:: TASK INSTRUCTIONS ::
Look below and pull out each line with the word "push".
━━ DATA PROVIDED
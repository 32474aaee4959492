//! Hashing utilities and the two element encodings (hash-to-prime and division-intractable hash).
use crate::config::DEFAULT_PRIMALITY_REPS;
use blake2_rfc::blake2b::blake2b;
use lazy_static::lazy_static;
use rug::integer::Order;
use rug::Integer;
use serde::{Deserialize, Serialize};
use sha2::{Digest, Sha256};

pub mod primality;

// 32 bytes = 256 bits.
const HASH_LENGTH_IN_BYTES: usize = 32;

/// Bit position of the leading one in `DI_DELTA`.
pub const DI_DELTA_BITS: u32 = 2048;

lazy_static! {
  /// Offset added to every division-intractable hash: `2^2048 + 1`.
  pub static ref DI_DELTA: Integer = (Integer::from(1) << DI_DELTA_BITS) + 1u32;
}

// Optional key can be used as a nonce for data in hash function.
pub fn blake2(data: &[u8], key: Option<&[u8]>) -> Integer {
  let key: &[u8] = key.unwrap_or(&[]);
  let res = blake2b(HASH_LENGTH_IN_BYTES, key, data);
  Integer::from_digits(res.as_bytes(), Order::Msf)
}

pub fn sha256(data: &[u8], key: Option<&[u8]>) -> Integer {
  let mut hasher = Sha256::new();
  if let Some(bytes) = key {
    hasher.update(bytes);
  }
  hasher.update(data);
  Integer::from_digits(hasher.finalize().as_slice(), Order::Msf)
}

/// Iterated SHA-256 until the digest, read big-endian, is a probable prime. The first pass hashes
/// `data`; every later pass hashes the previous digest.
pub fn hash_to_prime(data: &[u8]) -> Integer {
  hash_to_prime_with_reps(data, DEFAULT_PRIMALITY_REPS)
}

pub fn hash_to_prime_with_reps(data: &[u8], reps: u32) -> Integer {
  let mut digest = Sha256::digest(data);
  loop {
    let candidate = Integer::from_digits(digest.as_slice(), Order::Msf);
    if primality::is_prob_prime(&candidate, reps) {
      return candidate;
    }
    digest = Sha256::digest(digest.as_slice());
  }
}

/// `DI_DELTA + SHA256(data)`.
pub fn di_hash(data: &[u8]) -> Integer {
  sha256(data, None) + &*DI_DELTA
}

/// How application elements become accumulator representatives. Whichever encoding built an
/// accumulator must also be used for its proofs.
#[derive(Clone, Copy, Debug, PartialEq, Eq, Hash, Serialize, Deserialize)]
pub enum Encoding {
  HashToPrime,
  DivisionIntractable,
}

impl Default for Encoding {
  fn default() -> Self {
    Encoding::HashToPrime
  }
}

impl Encoding {
  pub fn encode(self, data: &[u8]) -> Integer {
    match self {
      Encoding::HashToPrime => hash_to_prime(data),
      Encoding::DivisionIntractable => di_hash(data),
    }
  }

  pub fn encode_all<T: AsRef<[u8]>>(self, elems: &[T]) -> Vec<Integer> {
    elems.iter().map(|e| self.encode(e.as_ref())).collect()
  }
}
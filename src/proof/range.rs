use super::transcript;
use crate::config::Config;
use crate::error::{Error, Result};
use crate::group::PublicParameters;
use crate::squares::SquareDecomposer;
use crate::util::{decimal, decimal_seq, random_symmetric};
use rand::RngCore;
use rug::Integer;
use serde::{Deserialize, Serialize};
use tracing::debug;

const SQUARES: usize = 4;

/// Proof that a Pedersen commitment `C_v = G^v H^r_v` opens to some `v >= 0`.
///
/// The prover writes `v = w_1^2 + w_2^2 + w_3^2 + w_4^2`, commits to each `w_i` as
/// `C_i = G^w_i H^r_i`, and shows in zero knowledge that `C_v = prod C_i^w_i * H^r*`, which pins
/// the committed value to the sum of the squares.
#[derive(Clone, Debug, PartialEq, Eq, Hash, Serialize, Deserialize)]
pub struct RangeProof {
  #[serde(with = "decimal_seq")]
  commitments: Vec<Integer>,
  #[serde(with = "decimal_seq")]
  masks: Vec<Integer>,
  #[serde(with = "decimal")]
  product_mask: Integer,
  #[serde(with = "decimal_seq")]
  z: Vec<Integer>,
  #[serde(with = "decimal_seq")]
  t: Vec<Integer>,
  #[serde(with = "decimal")]
  t_star: Integer,
}

impl RangeProof {
  /// Proves `v >= 0` for `commitment = params.commit(v, r_v)`.
  pub fn prove<R: RngCore + ?Sized>(
    params: &PublicParameters,
    config: &Config,
    squares: &SquareDecomposer,
    v: &Integer,
    r_v: &Integer,
    rng: &mut R,
  ) -> Result<RangeProof> {
    if *v < 0 {
      return Err(Error::precondition("range proofs need a non-negative value"));
    }
    let lambda = config.security_bits;
    let bound = params.blinding_bound(lambda);
    let commitment = params.commit(v, r_v)?;
    let w = squares.four_squares(v, rng)?.into_values();

    let mut r = Vec::with_capacity(SQUARES);
    let mut commitments = Vec::with_capacity(SQUARES);
    let mut r_star = r_v.clone();
    for w_i in w.iter() {
      let r_i = random_symmetric(rng, &bound)?;
      commitments.push(params.commit(w_i, &r_i)?);
      r_star -= Integer::from(w_i * &r_i);
      r.push(r_i);
    }

    // Masks hide c * secret statistically: each is 2 * lambda bits wider than the term it covers.
    let w_bits = w[0].significant_bits();
    let m_bound = Integer::from(1) << (w_bits + 2 * lambda);
    let s_bound = Integer::from(&bound << (2 * lambda));
    let star_bits = r_star.significant_bits().max(bound.significant_bits() + w_bits + 2);
    let star_bound = Integer::from(1) << (star_bits + 2 * lambda);

    let mut m = Vec::with_capacity(SQUARES);
    let mut s = Vec::with_capacity(SQUARES);
    let mut masks = Vec::with_capacity(SQUARES);
    for _ in 0..SQUARES {
      let m_i = random_symmetric(rng, &m_bound)?;
      let s_i = random_symmetric(rng, &s_bound)?;
      masks.push(params.commit(&m_i, &s_i)?);
      m.push(m_i);
      s.push(s_i);
    }
    let s_star = random_symmetric(rng, &star_bound)?;
    let product_mask = product(params, &commitments, &m, &s_star)?;

    let c = challenge(params, config, &commitment, &commitments, &masks, &product_mask);
    let z = m
      .into_iter()
      .zip(w.iter())
      .map(|(m_i, w_i)| m_i + Integer::from(&c * w_i))
      .collect();
    let t = s
      .into_iter()
      .zip(r.iter())
      .map(|(s_i, r_i)| s_i + Integer::from(&c * r_i))
      .collect();
    let t_star = s_star + c * r_star;
    debug!(bits = v.significant_bits(), "range proof generated");
    Ok(RangeProof {
      commitments,
      masks,
      product_mask,
      z,
      t,
      t_star,
    })
  }

  /// Checks `G^z_i H^t_i == D_i C_i^c` for every square and `prod C_i^z_i H^t* == D C_v^c`.
  pub fn verify(
    params: &PublicParameters,
    config: &Config,
    commitment: &Integer,
    proof: &RangeProof,
  ) -> bool {
    let RangeProof {
      commitments,
      masks,
      product_mask,
      z,
      t,
      t_star,
    } = proof;
    if [commitments.len(), masks.len(), z.len(), t.len()] != [SQUARES; 4] {
      return false;
    }
    let c = challenge(params, config, commitment, commitments, masks, product_mask);
    let check = || -> Result<bool> {
      for i in 0..SQUARES {
        let lhs = params.commit(&z[i], &t[i])?;
        let rhs = params.op(&masks[i], &params.exp(&commitments[i], &c)?);
        if lhs != rhs {
          return Ok(false);
        }
      }
      let lhs = product(params, commitments, z, t_star)?;
      let rhs = params.op(product_mask, &params.exp(commitment, &c)?);
      Ok(lhs == rhs)
    };
    check().unwrap_or(false)
  }

  pub fn commitments(&self) -> &[Integer] {
    &self.commitments
  }
}

/// `prod bases_i^exps_i * H^h_exp`.
fn product(
  params: &PublicParameters,
  bases: &[Integer],
  exps: &[Integer],
  h_exp: &Integer,
) -> Result<Integer> {
  let mut acc = params.exp(params.h(), h_exp)?;
  for (base, e) in bases.iter().zip(exps) {
    acc = params.op(&acc, &params.exp(base, e)?);
  }
  Ok(acc)
}

fn challenge(
  params: &PublicParameters,
  config: &Config,
  commitment: &Integer,
  commitments: &[Integer],
  masks: &[Integer],
  product_mask: &Integer,
) -> Integer {
  let mut t = transcript("range", [params.n(), params.g(), params.h(), commitment]);
  t.append_integers(commitments);
  t.append_integers(masks);
  t.append_integer(product_mask);
  t.integer_challenge().keep_bits(config.security_bits)
}

/// Proof that a commitment opens to a value in `[lower, upper]`, as two range proofs: one for
/// `C_v * G^-lower` (value `v - lower`) and one for `G^upper * C_v^-1` (value `upper - v`).
#[derive(Clone, Debug, PartialEq, Eq, Hash, Serialize, Deserialize)]
pub struct IntervalProof {
  lower: RangeProof,
  upper: RangeProof,
}

impl IntervalProof {
  #[allow(clippy::too_many_arguments)]
  pub fn prove<R: RngCore + ?Sized>(
    params: &PublicParameters,
    config: &Config,
    squares: &SquareDecomposer,
    lower: &Integer,
    upper: &Integer,
    v: &Integer,
    r_v: &Integer,
    rng: &mut R,
  ) -> Result<IntervalProof> {
    if v < lower || v > upper {
      return Err(Error::precondition("value lies outside the interval"));
    }
    let above = Integer::from(v - lower);
    let below = Integer::from(upper - v);
    let neg_r = Integer::from(-r_v);
    Ok(IntervalProof {
      lower: RangeProof::prove(params, config, squares, &above, r_v, rng)?,
      upper: RangeProof::prove(params, config, squares, &below, &neg_r, rng)?,
    })
  }

  pub fn verify(
    params: &PublicParameters,
    config: &Config,
    lower: &Integer,
    upper: &Integer,
    commitment: &Integer,
    proof: &IntervalProof,
  ) -> bool {
    let shifted = || -> Result<(Integer, Integer)> {
      let above = params.op(commitment, &params.exp(params.g(), &Integer::from(-lower))?);
      let below = params.op(&params.exp(params.g(), upper)?, &params.inv(commitment)?);
      Ok((above, below))
    };
    match shifted() {
      Ok((above, below)) => {
        RangeProof::verify(params, config, &above, &proof.lower)
          && RangeProof::verify(params, config, &below, &proof.upper)
      }
      Err(_) => false,
    }
  }
}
━━━━
:: OUTPUT ::
      commitments.push(params.commit(w_i, &r_i)?);
      r.push(r_i);
      masks.push(params.commit(&m_i, &s_i)?);
      m.push(m_i);
      s.push(s_i);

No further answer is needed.